Your instructions:
In the listing below, tally the lines that hold "else" and report that number by itself.

Supplied material:
________________________________________
// 🔎 QXBAN Format - positional grammar of the SEPAmail account identifier
//
// Layout (34 characters):
//   [0..2)    "QX"
//   [2..4)    two decimal digits
//   [4..15)   BIC of the holding institution, normalized to 11 characters
//   [15..)    verification-type marker, then [A-Z0-9]* up to the end
//
// Validation is total: every malformed input is simply `false`.

use serde::{Deserialize, Serialize};

pub const QXBAN_LENGTH: usize = 34;
pub const QXBAN_PREFIX: &str = "QX";
pub const NORMALIZED_BIC_LENGTH: usize = 11;

const CHECK_DIGITS: std::ops::Range<usize> = 2..4;
const BIC_FIELD: std::ops::Range<usize> = 4..15;

#[derive(Debug, Clone, PartialEq, Eq, Serialize, Deserialize)]
pub struct QxbanFormat {
    /// Literal that must follow the embedded BIC
    #[serde(default)]
    pub marker: String,

    /// Branch code appended to 8-character BICs
    #[serde(default = "default_filler")]
    pub filler: String,
}

fn default_filler() -> String {
    "XXX".to_string()
}

impl Default for QxbanFormat {
    fn default() -> Self {
        QxbanFormat {
            marker: String::new(),
            filler: default_filler(),
        }
    }
}

impl QxbanFormat {
    pub fn with_marker(marker: impl Into<String>) -> Self {
        QxbanFormat {
            marker: marker.into(),
            ..Self::default()
        }
    }

    /// 8-character BIC → BIC + filler, 11-character BIC unchanged, anything else rejected
    pub fn normalize_bic(&self, bic: &str) -> Option<String> {
        match bic.len() {
            8 => {
                let normalized = format!("{}{}", bic, self.filler);
                (normalized.len() == NORMALIZED_BIC_LENGTH).then_some(normalized)
            }
            NORMALIZED_BIC_LENGTH => Some(bic.to_string()),
            _ => None,
        }
    }

    /// Does `code` (surrounding whitespace ignored) belong to the institution `bic`?
    pub fn is_valid(&self, code: &str, bic: &str) -> bool {
        let code = code.trim().as_bytes();
        if code.len() != QXBAN_LENGTH {
            return false;
        }

        let bic = match self.normalize_bic(bic) {
            Some(bic) => bic,
            None => return false,
        };

        if &code[..CHECK_DIGITS.start] != QXBAN_PREFIX.as_bytes() {
            return false;
        }

        if !code[CHECK_DIGITS].iter().all(u8::is_ascii_digit) {
            return false;
        }

        if &code[BIC_FIELD] != bic.as_bytes() {
            return false;
        }

        let marker_end = BIC_FIELD.end + self.marker.len();
        if marker_end > QXBAN_LENGTH || &code[BIC_FIELD.end..marker_end] != self.marker.as_bytes() {
            return false;
        }

        code[marker_end..]
            .iter()
            .all(|c| c.is_ascii_uppercase() || c.is_ascii_digit())
    }
}

// ============================================================================
// TESTS
// ============================================================================

#[cfg(test)]
mod tests {
    use super::*;

    fn is_valid_qxban(code: &str, bic: &str) -> bool {
        QxbanFormat::default().is_valid(code, bic)
    }

    /// "QX" + digits + normalized BIC + marker, padded with `fill` to 34 characters
    fn build(format: &QxbanFormat, bic: &str, fill: char) -> String {
        let mut code = format!(
            "QX00{}{}",
            format.normalize_bic(bic).unwrap(),
            format.marker
        );
        while code.len() < QXBAN_LENGTH {
            code.push(fill);
        }
        code
    }

    #[test]
    fn test_valid_qxban() {
        assert!(is_valid_qxban("QX12BICVERT1XXXA1B2C3D4E5F6G7H8I9J", "BICVERT1"));
        assert!(is_valid_qxban("QX12BICVERT1XXXA1B2C3D4E5F6G7H8I9J", "BICVERT1XXX"));
    }

    #[test]
    fn test_surrounding_whitespace_is_ignored() {
        assert!(is_valid_qxban("  QX12BICVERT1XXXA1B2C3D4E5F6G7H8I9J\n", "BICVERT1"));
    }

    #[test]
    fn test_wrong_length_always_fails() {
        let valid = "QX12BICVERT1XXXA1B2C3D4E5F6G7H8I9J";
        for len in 0..=40 {
            if len == QXBAN_LENGTH {
                continue;
            }
            let mut candidate: String = valid.chars().cycle().take(len).collect();
            if len > QXBAN_LENGTH {
                candidate = format!("{}{}", valid, "0".repeat(len - QXBAN_LENGTH));
            }
            assert!(!is_valid_qxban(&candidate, "BICVERT1"), "length {} accepted", len);
        }
    }

    #[test]
    fn test_eight_and_eleven_char_bic_are_equivalent() {
        let format = QxbanFormat::default();
        let code = build(&format, "AGRIFRPP", '7');

        assert_eq!(
            format.is_valid(&code, "AGRIFRPP"),
            format.is_valid(&code, "AGRIFRPPXXX")
        );
        assert!(format.is_valid(&code, "AGRIFRPP"));
    }

    #[test]
    fn test_eleven_char_bic_with_branch() {
        let format = QxbanFormat::default();
        let code = build(&format, "AGRIFRPP882", 'Z');

        assert!(format.is_valid(&code, "AGRIFRPP882"));
        assert!(!format.is_valid(&code, "AGRIFRPP"));
    }

    #[test]
    fn test_bad_bic_length_is_invalid() {
        let code = "QX12BICVERT1XXXA1B2C3D4E5F6G7H8I9J";
        assert!(!is_valid_qxban(code, ""));
        assert!(!is_valid_qxban(code, "BICVERT"));
        assert!(!is_valid_qxban(code, "BICVERT1XX"));
        assert!(!is_valid_qxban(code, "BICVERT1XXXX"));
    }

    #[test]
    fn test_wrong_prefix() {
        assert!(!is_valid_qxban("QY12BICVERT1XXXA1B2C3D4E5F6G7H8I9J", "BICVERT1"));
        assert!(!is_valid_qxban("qx12BICVERT1XXXA1B2C3D4E5F6G7H8I9J", "BICVERT1"));
    }

    #[test]
    fn test_check_digits_must_be_digits() {
        assert!(!is_valid_qxban("QX1ABICVERT1XXXA1B2C3D4E5F6G7H8I9J", "BICVERT1"));
        assert!(!is_valid_qxban("QX 2BICVERT1XXXA1B2C3D4E5F6G7H8I9J", "BICVERT1"));
    }

    #[test]
    fn test_embedded_bic_must_match() {
        assert!(!is_valid_qxban("QX12BICVERT2XXXA1B2C3D4E5F6G7H8I9J", "BICVERT1"));
    }

    #[test]
    fn test_suffix_charset() {
        assert!(!is_valid_qxban("QX12BICVERT1XXXa1B2C3D4E5F6G7H8I9J", "BICVERT1"));
        assert!(!is_valid_qxban("QX12BICVERT1XXXA1B2C3D4E5F6G7H8I-J", "BICVERT1"));
        assert!(!is_valid_qxban("QX12BICVERT1XXXA1B2C3D4 5F6G7H8I9J", "BICVERT1"));
    }

    #[test]
    fn test_non_ascii_input_does_not_panic() {
        // 34 bytes, but multi-byte characters straddle field boundaries
        let code = "QX12BICVERT1XXXÉÉÉÉÉÉÉÉÉ0";
        assert_eq!(code.len(), QXBAN_LENGTH);
        assert!(!is_valid_qxban(code, "BICVERT1"));
    }

    #[test]
    fn test_marker_round_trip() {
        let format = QxbanFormat::with_marker("VRF");
        let code = build(&format, "BNPAFRPP", '9');

        assert_eq!(code.len(), QXBAN_LENGTH);
        assert!(format.is_valid(&code, "BNPAFRPP"));

        // Flip each marker character in turn
        for i in 15..15 + format.marker.len() {
            let mut bytes = code.clone().into_bytes();
            bytes[i] = if bytes[i] == b'A' { b'B' } else { b'A' };
            let flipped = String::from_utf8(bytes).unwrap();
            assert!(!format.is_valid(&flipped, "BNPAFRPP"), "flip at {} accepted", i);
        }
    }

    #[test]
    fn test_marker_longer_than_code_is_invalid() {
        let format = QxbanFormat::with_marker("M".repeat(30));
        assert!(!format.is_valid("QX12BICVERT1XXXA1B2C3D4E5F6G7H8I9J", "BICVERT1"));
    }
}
________________________________________
Result:
2